“I’ve been looking for you,” he said. “Ever since the day you and Dad ran away, I’ve been looking.”
Tears welled in her eyes again. Ugh, she sure had been crying a lot lately. “I’m so sorry. I never meant to leave you.”
Dom gave her one firm, but subtle shake. “You didn’t leave me. I stayed. I chose to stay.”
“Why?” Blue heard herself asking even though she knew the answer.
“I couldn’t leave Mom,” he said. “She was never strong like you or Dad. I couldn’t leave her even if she could leave us to save herself.”
An idea struck her. “You can leave now. Mom’s married again. Stay here. Don’t go back.”
Dom’s smile fell just a little as he shook his head. “Can’t. I have to report back that you weren’t here. Shouldn’t be too hard. It’ll just be a second case of mistaken identity.”
“Second case?” Blue asked.
“Yeah, I guess there’s some barber that lives here named Ryker Rockefeller,” he said. “What’s the likelihood of that? Anyway, Vito sent a hit out on him last summer. Poor guy almost got wiped out by a few of our stupidest hitmen—until they finally realized that Ryker was about twenty years too young to be Dad.”
Blue chuckled, though her heart was breaking again little by little. “Vito’s capo now?”
Dom smirked. “Just what he always wanted.”
“You couldn’t run away after that? Vito’s dangerous. Unhinged.”
“Which is why Dad took you and ran. But there’s something else Vito is. Stupid.” He shook his head. “No, I couldn’t run away.”
“Why not?” Blue feared the answer, but she needed to know.
“Because I have Vito’s trust, and I’m not leaving until I’ve torn every inch of The Outfit down, brick by brick,” he said. “No one will ever have to suffer what we have, or worse than what we have ever again.”
“That’s impossible,” Blue said. “People have been trying to end the mafia for decades. It always rises from the ashes.”
“Not this time, Blue,” he said, using his favorite nickname for her.
There was no fighting him. He had that look in his eye, the gleam that said he was up to something. Had a secret that no one else knew. There would be no stopping him. So she gave up trying. “This whole time, I thought you hated me.”

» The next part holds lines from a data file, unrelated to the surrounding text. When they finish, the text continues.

//! Fork tree types
//!
//! A [`TreeNode`] is pure data: construction lives in the engine, rendering
//! is left to whatever displays it.

use crate::types::PostId;
use serde::{Deserialize, Serialize};

/// One node of a reconstructed fork tree
#[derive(Debug, Clone, PartialEq, Eq, Serialize, Deserialize)]
pub struct TreeNode {
    /// Post id
    pub id: PostId,
    /// Post title
    pub title: String,
    /// Whether the post is soft-deleted (still shown as a node)
    #[serde(default)]
    pub deleted: bool,
    /// Forks in creation order
    pub children: Vec<TreeNode>,
}

impl TreeNode {
    /// Leaf node
    pub fn leaf(id: impl Into<PostId>, title: impl Into<String>) -> Self {
        TreeNode {
            id: id.into(),
            title: title.into(),
            deleted: false,
            children: Vec::new(),
        }
    }

    /// Total nodes in this subtree, including self
    pub fn node_count(&self) -> usize {
        let mut count = 0;
        let mut stack = vec![self];
        while let Some(node) = stack.pop() {
            count += 1;
            stack.extend(node.children.iter());
        }
        count
    }

    /// Height of this subtree; a leaf has depth 1
    pub fn depth(&self) -> usize {
        let mut max = 0;
        let mut stack = vec![(self, 1)];
        while let Some((node, depth)) = stack.pop() {
            max = max.max(depth);
            stack.extend(node.children.iter().map(|c| (c, depth + 1)));
        }
        max
    }

    /// Ids in pre-order (node, then children left to right)
    pub fn ids(&self) -> Vec<PostId> {
        let mut out = Vec::new();
        let mut stack = vec![self];
        while let Some(node) = stack.pop() {
            out.push(node.id);
            stack.extend(node.children.iter().rev());
        }
        out
    }
}

// Fork chains can be as deep as the store is long, so children are
// flattened onto a heap stack instead of dropped recursively.
impl Drop for TreeNode {
    fn drop(&mut self) {
        let mut pending = std::mem::take(&mut self.children);
        while let Some(mut node) = pending.pop() {
            pending.append(&mut node.children);
        }
    }
}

“I could never hate you.” He laughed. “You’re my big sister. My hero. I always looked up to you because you always had my back.”
“That’s what big sisters are for,” she sniffed and swiped at her nose.
“I never thanked you for what you did.” Dom looked down; the ruthless confidence that seeped out of every pour faded for a moment.
She grabbed his hand. “You don’t have to thank me for that.”
“I do because that shot would’ve killed me.” A dark cloud shadowed the light in his eyes that she’d started to believe would never fade until now. And that’s when it hit her. All these years, she’d thought she’d ruined him. Ruined her dad. Ruined Sean. Ruined every good thing in her life, but that wasn’t how the people she loved the most saw her. They didn’t think she was a ruiner, a hurricane. They loved her.
He straightened his shoulders then, his confidence returning in a blink. “And now I have your back.” He glanced toward Sean. “And I see I’m not the only one.”
Sean gave him a little salute.
Dom laughed. “I heard what he said in there, saw what he did. He’s a good man. I’m glad you have him in your life.”
“A good man with owl-like hearing,” Sean whisper/yelled in their direction. “Thank you!”
Blue and Dom laughed.
Blue reached up and pulled him in for another hug. “Thank you for coming. Thank you for . . . this.”
“This isn’t the end, Blue,” Dom said, pulling back. “We’ll see each other again.”